I woke this morning to another media storm caused by our prime minister, another media storm about First Nations Australians on Sunrise. Despite the uproar Scott Morrison’s comments were bound to cause, despite the fact that he is holding office by his fingernails, he decided to weigh in on Invasion Day, demonstrating his complete lack of understanding of Indigenous issues.

He spoke about not needing to get rid of Australia Day to celebrate Indigenous cultures and our contribution to Australia, and in that he proved he does not have the slightest clue about the topic. When I was with 60,000 or so other people on the streets of Melbourne last 26 January we were not complaining about a lack of celebration of our Indigenousness, we were protesting the celebration of the date when our lands were invaded and our cultures destroyed.

We don’t want a celebration of how we “contributed” to Australia, which is what Morrison called for, we want white people to stop celebrating the day they invaded us. If you think about it, we really did contribute to the wealth of the country because it was land stolen from First Nations people upon which the entire wealth of Australia was and is built.

He also said we didn’t “need to tear down one group to hear from another.” Sadly this has defined and characterised Australia for the last 230 years. The building of a nation has occurred by the invasion, destruction and suffering of another. Wealthy white people are wealthy because all the land their wealth is built on was stolen from First Nations people.

26 January will always be a day of mourning to Indigenous people, it will continue to be a day of protest until the inequalities that hound my people to early death are corrected. Creating another “Indigenous Day” will not change that.

Why is Australia Day held on 26 January?

26 January 1788 was the day the first fleet pulled into Sydney Cove and planted a British flag in the soil. They arrived in Botany Bay about a week earlier.

It was first celebrated as a public holiday in 1818, on the 30th anniversary of that landing. The day was known variously as “foundation day,” “anniversary day” or “first landing” until 1946, when commonwealth and state governments agreed they should all celebrate the anniversary of British colonisation on the same day, and that day should be called “Australia Day”.

The public holiday was not consistently held on 26 January until 1994, but was generally used to create a long weekend within that week.

It has been recognised as a day of protest by Aboriginal and Torres Strait Islander people since at least 1938, when a national day of mourning was held during the sesquicentenary celebrations in Sydney.

People forget we already have a theoretical “Indigenous Day” – that was the meaning of Naidoc, National Aboriginal and Islander Day Organising Committee. Yes, Naidoc week is named after the committee pulled together to establish an Aboriginal and Islander day we still don’t have.

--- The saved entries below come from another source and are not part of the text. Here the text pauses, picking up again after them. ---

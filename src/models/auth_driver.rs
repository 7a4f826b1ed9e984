use std::sync::Arc;

use authz::Role;
use authz::StorageDriver;
use authz::identity::User;
use authz::identity::UserIdentity;
use authz::identity::UserInfo;
use cms_models::Membership;
use database::DbConnectionPoolV2;
use tracing::Level;

#[derive(Debug, thiserror::Error)]
pub enum AuthDriverError {
    #[error(transparent)]
    Database(#[from] cms_models::Error),
    #[error(transparent)]
    DatabaseUnavailable(#[from] database::db_connection_pool::DatabasePoolError),
}

/// Resolves users and their team roles from the `users` and `team_user` tables
#[derive(Clone)]
pub struct PgAuthDriver {
    pool: Arc<DbConnectionPoolV2>,
}

impl PgAuthDriver {
    pub fn new(pool: Arc<DbConnectionPoolV2>) -> Self {
        Self { pool }
    }
}

fn user_info(user: cms_models::User) -> UserInfo {
    UserInfo {
        identity: user.email,
        name: user.name,
        current_team_id: user.current_team_id,
    }
}

impl StorageDriver for PgAuthDriver {
    type Error = AuthDriverError;

    #[tracing::instrument(skip_all, fields(%user_identity), ret(level = Level::DEBUG), err)]
    async fn get_user_info_by_identity(
        &self,
        user_identity: &UserIdentity,
    ) -> Result<Option<User>, Self::Error> {
        let mut conn = self.pool.get().await?;
        let user = cms_models::User::retrieve_by_email(&mut conn, user_identity)
            .await?
            .map(|user| User {
                id: user.id,
                info: user_info(user),
            });
        Ok(user)
    }

    #[tracing::instrument(skip_all, fields(%user_identity), ret(level = Level::DEBUG), err)]
    async fn get_user_id(&self, user_identity: &UserIdentity) -> Result<Option<i64>, Self::Error> {
        let mut conn = self.pool.get().await?;
        let user = cms_models::User::retrieve_by_email(&mut conn, user_identity).await?;
        Ok(user.map(|user| user.id))
    }

    #[tracing::instrument(skip_all, fields(%user_id), ret(level = Level::DEBUG), err)]
    async fn get_user_info(&self, user_id: i64) -> Result<Option<UserInfo>, Self::Error> {
        let mut conn = self.pool.get().await?;
        let user = cms_models::User::retrieve(&mut conn, user_id).await?;
        Ok(user.map(user_info))
    }

    #[tracing::instrument(skip(self), ret(level = Level::DEBUG), err)]
    async fn team_role(&self, user_id: i64, team_id: i64) -> Result<Option<Role>, Self::Error> {
        let mut conn = self.pool.get().await?;
        Ok(Membership::role(&mut conn, user_id, team_id).await?)
    }
}
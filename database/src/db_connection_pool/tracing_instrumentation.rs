use std::time::Instant;

use diesel::connection::Instrumentation;
use diesel::connection::InstrumentationEvent;
use opentelemetry_semantic_conventions::attribute::DB_QUERY_TEXT;
use opentelemetry_semantic_conventions::attribute::DB_SYSTEM_NAME;
use tracing::Span;

/// Opens a `sql_query` span for each query ran on the connection
///
/// The span is closed when diesel reports the end of the query, so its duration
/// matches the one of the database round trip.
#[derive(Debug, Default)]
pub(super) struct TracingInstrumentation {
    current_query: Option<(Span, Instant)>,
}

impl Instrumentation for TracingInstrumentation {
    fn on_connection_event(&mut self, event: InstrumentationEvent<'_>) {
        match event {
            InstrumentationEvent::StartQuery { query, .. } => {
                let span = tracing::debug_span!(
                    "sql_query",
                    "db.system.name" = tracing::field::Empty,
                    "db.query.text" = tracing::field::Empty,
                );
                span.record(DB_SYSTEM_NAME, "postgresql");
                span.record(DB_QUERY_TEXT, query.to_string());
                self.current_query = Some((span, Instant::now()));
            }
            InstrumentationEvent::FinishQuery { error, .. } => {
                let Some((span, started)) = self.current_query.take() else {
                    return;
                };
                let elapsed_ms = started.elapsed().as_millis() as u64;
                match error {
                    Some(error) => {
                        tracing::debug!(parent: &span, elapsed_ms, %error, "query failed")
                    }
                    None => tracing::trace!(parent: &span, elapsed_ms, "query done"),
                }
            }
            InstrumentationEvent::BeginTransaction { depth, .. } => {
                tracing::trace!(depth = depth.get(), "begin transaction");
            }
            InstrumentationEvent::CommitTransaction { depth, .. } => {
                tracing::trace!(depth = depth.get(), "commit transaction");
            }
            InstrumentationEvent::RollbackTransaction { depth, .. } => {
                tracing::debug!(depth = depth.get(), "rollback transaction");
            }
            _ => {}
        }
    }
}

This is yet another salvo from a prime minister who is either the most ignorant person to have ever led this country or genuinely thinks cruelty and disdain towards First Nations people will gain him enough votes to stay in power. This latest dig follows on from his appointment of Tony Abbot, possibly the worst person for the job imaginable, as special envoy on Indigenous affairs. If he had the slightest clue on Indigenous issues, Morrison would have asked us who we wanted for the job.

Scott Morrison, the horse has bolted. 26 January has been a day of protest and mourning since being declared so by William Cooper in 1938. Australia Day has only been celebrated on 26 January since it was changed in 1994. Before that it was the closest Monday to that date to ensure a long weekend. This should tell you how seriously Australians have always taken their national day – they moved it every year because they loved a long weekend more.

Most white Australians I speak to when I travel don’t even know what they are celebrating when they celebrate that day. Many of them think it’s the anniversary of Cook “discovering” Australia. Others, recent immigrants and some people around the world, assume it’s like Waitangi Day in New Zealand, the day that a treaty was signed with First Nations people, or the day of Federation like Canada Day. They are shocked to discover we still don’t have a treaty.

If you want to give Indigenous Australians our own day, give us 26 January, a day that is already important to us. Celebrate Australia Day on any other day – I don’t care which day. Maybe choose the day the British parliament allowed Australia to become a country, 1 January, or the day the last of the states voted to join the federation (it was Western Australia if you care) on 31 July.

26 January will never be an acceptable date to celebrate Australia day.

We, Aboriginal people, cannot and will not forget that date. Nor can we allow you to celebrate it without resistance.